Problem to work on: Where does the word "StatusCode" occur in the material? Copy each line that has it.

************

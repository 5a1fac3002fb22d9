//! mindtrace-api - HTTP API server for the mindtrace wellbeing analyzer.

use std::net::SocketAddr;
use std::sync::Arc;

use axum::{
    extract::{Query, State},
    http::{HeaderValue, StatusCode},
    response::IntoResponse,
    routing::{get, post},
    Json, Router,
};
use serde::Deserialize;
use tower_http::{
    cors::CorsLayer,
    limit::RequestBodyLimitLayer,
    request_id::{MakeRequestId, PropagateRequestIdLayer, RequestId, SetRequestIdLayer},
    trace::TraceLayer,
};
use tracing::info;
use tracing_subscriber::{layer::SubscriberExt, util::SubscriberInitExt};
use uuid::Uuid;

use mindtrace_core::defaults::{
    ANALYSIS_PERIOD_DAYS, BODY_LIMIT_BYTES, SAMPLE_POST_COUNT, SERVER_PORT,
};
use mindtrace_core::{AnalysisRequest, AnalysisResponse, Error, GenerationBackend};
use mindtrace_inference::{validate_batch, AnalysisService, OllamaBackend};

// =============================================================================
// REQUEST ID (UUIDv7)
// =============================================================================

/// Generates time-ordered UUIDv7 request correlation IDs.
#[derive(Clone, Default)]
struct MakeRequestUuidV7;

impl MakeRequestId for MakeRequestUuidV7 {
    fn make_request_id<B>(&mut self, _request: &axum::http::Request<B>) -> Option<RequestId> {
        let id = Uuid::now_v7().to_string().parse().ok()?;
        Some(RequestId::new(id))
    }
}

// =============================================================================
// APP STATE
// =============================================================================

#[derive(Clone)]
struct AppState {
    service: Arc<AnalysisService>,
    model_name: String,
}

// =============================================================================
// CORS CONFIGURATION HELPER
// =============================================================================

/// Parse allowed origins from the comma-separated `ALLOWED_ORIGINS`
/// environment variable. Defaults to localhost dev origins when unset.
fn parse_allowed_origins() -> Vec<HeaderValue> {
    let origins_str = std::env::var("ALLOWED_ORIGINS")
        .unwrap_or_else(|_| "http://localhost:3000,http://localhost:5173".to_string());

    origins_str
        .split(',')
        .filter_map(|s| {
            let trimmed = s.trim();
            if trimmed.is_empty() {
                return None;
            }
            match trimmed.parse::<HeaderValue>() {
                Ok(v) => Some(v),
                Err(e) => {
                    tracing::warn!("Invalid CORS origin '{}': {}", trimmed, e);
                    None
                }
            }
        })
        .collect()
}

#[tokio::main]
async fn main() -> anyhow::Result<()> {
    // Load environment variables
    dotenvy::dotenv().ok();

    // Initialize tracing with configurable output
    //
    // Environment variables:
    //   LOG_FORMAT  - "json" or "text" (default: "text")
    //   RUST_LOG    - standard env filter (default: "mindtrace_api=debug,tower_http=debug")
    let log_format = std::env::var("LOG_FORMAT").unwrap_or_else(|_| "text".to_string());
    let env_filter = tracing_subscriber::EnvFilter::try_from_default_env()
        .unwrap_or_else(|_| "mindtrace_api=debug,tower_http=debug".into());
    let registry = tracing_subscriber::registry().with(env_filter);
    if log_format == "json" {
        registry
            .with(tracing_subscriber::fmt::layer().json())
            .init();
    } else {
        registry.with(tracing_subscriber::fmt::layer()).init();
    }

    info!(log_format = %log_format, "Logging initialized");

    // Get configuration from environment
    let host = std::env::var("HOST").unwrap_or_else(|_| "0.0.0.0".to_string());
    let port: u16 = std::env::var("PORT")
        .ok()
        .and_then(|v| v.parse().ok())
        .unwrap_or(SERVER_PORT);

    // Generation backend (Ollama); analysis still works when the backend is
    // unreachable because every generation path has a deterministic fallback.
    let backend = OllamaBackend::from_env()?;
    let model_name = backend.model_name().to_string();
    info!(model = %model_name, "Generation backend configured");

    let backend: Arc<dyn GenerationBackend> = Arc::new(backend);
    let state = AppState {
        service: Arc::new(AnalysisService::new(backend)),
        model_name,
    };

    let cors = CorsLayer::new()
        .allow_origin(parse_allowed_origins())
        .allow_methods(tower_http::cors::Any)
        .allow_headers(tower_http::cors::Any);

    let app = Router::new()
        .route("/", get(root))
        .route("/health", get(health))
        .route("/analyze", post(analyze))
        .route("/analyze-batch", post(analyze_batch))
        .route("/generate-data", post(generate_data))
        .route("/sample-data", get(sample_data))
        .layer(PropagateRequestIdLayer::x_request_id())
        .layer(TraceLayer::new_for_http())
        .layer(SetRequestIdLayer::x_request_id(MakeRequestUuidV7))
        .layer(RequestBodyLimitLayer::new(BODY_LIMIT_BYTES))
        .layer(cors)
        .with_state(state);

    let addr: SocketAddr = format!("{}:{}", host, port).parse()?;
    info!("Listening on {}", addr);
    let listener = tokio::net::TcpListener::bind(addr).await?;
    axum::serve(listener, app).await?;

    Ok(())
}

// =============================================================================
// HANDLERS
// =============================================================================

/// Health check endpoint.
async fn root(State(state): State<AppState>) -> Json<serde_json::Value> {
    Json(serde_json::json!({
        "message": "Mindtrace Wellbeing Analyzer API",
        "status": "healthy",
        "model": state.model_name,
        "timestamp": chrono::Utc::now().to_rfc3339(),
    }))
}

/// Detailed health check.
async fn health(State(state): State<AppState>) -> Json<serde_json::Value> {
    Json(serde_json::json!({
        "status": "healthy",
        "generation_model": state.model_name,
        "timestamp": chrono::Utc::now().to_rfc3339(),
    }))
}

/// Analyze one dataset into the six-series response.
///
/// Rejects empty or too-small batches with 400. Any processing failure past
/// validation is recovered with the canonical fallback response rather than
/// surfaced as an error.
async fn analyze(
    State(state): State<AppState>,
    Json(request): Json<AnalysisRequest>,
) -> Result<Json<AnalysisResponse>, ApiError> {
    info!(
        record_count = request.data_points.len(),
        "Received analysis request"
    );
    validate_batch(&request.data_points)?;
    let response = state.service.analyze_or_fallback(&request.data_points).await;
    Ok(Json(response))
}

/// Analyze multiple datasets; per-dataset failures are replaced by the
/// canonical fallback without aborting the batch.
async fn analyze_batch(
    State(state): State<AppState>,
    Json(requests): Json<Vec<AnalysisRequest>>,
) -> Json<Vec<AnalysisResponse>> {
    info!(
        dataset_count = requests.len(),
        "Received batch analysis request"
    );
    Json(state.service.analyze_batch(&requests).await)
}

#[derive(Debug, Deserialize)]
struct GenerateDataParams {
    num_posts: Option<usize>,
    analysis_period_days: Option<i64>,
}

/// Generate synthetic sample records for testing.
async fn generate_data(
    State(state): State<AppState>,
    Query(params): Query<GenerateDataParams>,
) -> Json<serde_json::Value> {
    let num_posts = params.num_posts.unwrap_or(SAMPLE_POST_COUNT);
    let period_days = params.analysis_period_days.unwrap_or(ANALYSIS_PERIOD_DAYS);
    info!(num_posts, period_days, "Generating sample data");

    let data_points = state.service.generate_sample(num_posts, period_days).await;
    Json(serde_json::json!({
        "data_points": data_points,
        "total_points": data_points.len(),
        "generated_at": chrono::Utc::now().to_rfc3339(),
    }))
}

/// Two example records in the expected input format.
async fn sample_data() -> Json<serde_json::Value> {
    let sample = serde_json::json!([
        {
            "post_id": "post_001",
            "user_id": "user_123",
            "timestamp": "2025-01-15T10:30:00Z",
            "day_of_week": "Monday",
            "time_of_day": "morning",
            "caption_text": "Feeling overwhelmed with work today, but trying to stay positive! #work #stress #motivation",
            "hashtags": "#work #stress #motivation",
            "image_context_label": "office_desk",
            "sentiment_score": 65.0,
            "emotion_primary": "mixed",
            "emotion_confidence": 0.8,
            "topic_cluster": "work_stress",
            "text_length": 85,
            "likes_count": 12,
            "comments_count": 3,
            "shares_count": 1,
            "saved_count": 2,
            "average_comment_sentiment": 70.0,
            "engagement_score": 75.0,
            "time_spent_on_post": 45,
            "comments_read_count": 3,
            "scrolled_back": false,
            "interaction_type": "post_creation",
            "num_sessions_per_day": 8,
            "avg_session_duration": 12.5,
            "night_usage_minutes": 30,
            "label_mental_state": "stressed",
            "label_confidence": 0.85,
            "wellbeing_index": 68.0,
            "recommendation_flag": true
        },
        {
            "post_id": "post_002",
            "user_id": "user_123",
            "timestamp": "2025-01-15T18:45:00Z",
            "day_of_week": "Monday",
            "time_of_day": "evening",
            "caption_text": "Great workout session! Feeling much better now. Exercise really helps with stress relief. #fitness #wellness #selfcare",
            "hashtags": "#fitness #wellness #selfcare",
            "image_context_label": "gym",
            "sentiment_score": 85.0,
            "emotion_primary": "positive",
            "emotion_confidence": 0.9,
            "topic_cluster": "fitness_wellness",
            "text_length": 95,
            "likes_count": 25,
            "comments_count": 7,
            "shares_count": 3,
            "saved_count": 5,
            "average_comment_sentiment": 88.0,
            "engagement_score": 92.0,
            "time_spent_on_post": 120,
            "comments_read_count": 7,
            "scrolled_back": true,
            "interaction_type": "post_creation",
            "num_sessions_per_day": 8,
            "avg_session_duration": 12.5,
            "night_usage_minutes": 15,
            "label_mental_state": "positive",
            "label_confidence": 0.9,
            "wellbeing_index": 82.0,
            "recommendation_flag": false
        }
    ]);

    Json(serde_json::json!({
        "sample_data": sample,
        "description": "Sample data points in the expected input format",
        "total_points": 2,
    }))
}

// =============================================================================
// ERROR HANDLING
// =============================================================================

#[derive(Debug)]
enum ApiError {
    BadRequest(String),
    Internal(String),
}

impl From<Error> for ApiError {
    fn from(err: Error) -> Self {
        match &err {
            Error::Validation(msg) | Error::InvalidInput(msg) => {
                ApiError::BadRequest(msg.clone())
            }
            _ => ApiError::Internal(err.to_string()),
        }
    }
}

impl IntoResponse for ApiError {
    fn into_response(self) -> axum::response::Response {
        let (status, message) = match self {
            ApiError::BadRequest(msg) => (StatusCode::BAD_REQUEST, msg),
            ApiError::Internal(msg) => (StatusCode::INTERNAL_SERVER_ERROR, msg),
        };

        let body = Json(serde_json::json!({
            "error": message,
        }));

        (status, body).into_response()
    }
}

************

Exercise solution:
    http::{HeaderValue, StatusCode},
            ApiError::BadRequest(msg) => (StatusCode::BAD_REQUEST, msg),
            ApiError::Internal(msg) => (StatusCode::INTERNAL_SERVER_ERROR, msg),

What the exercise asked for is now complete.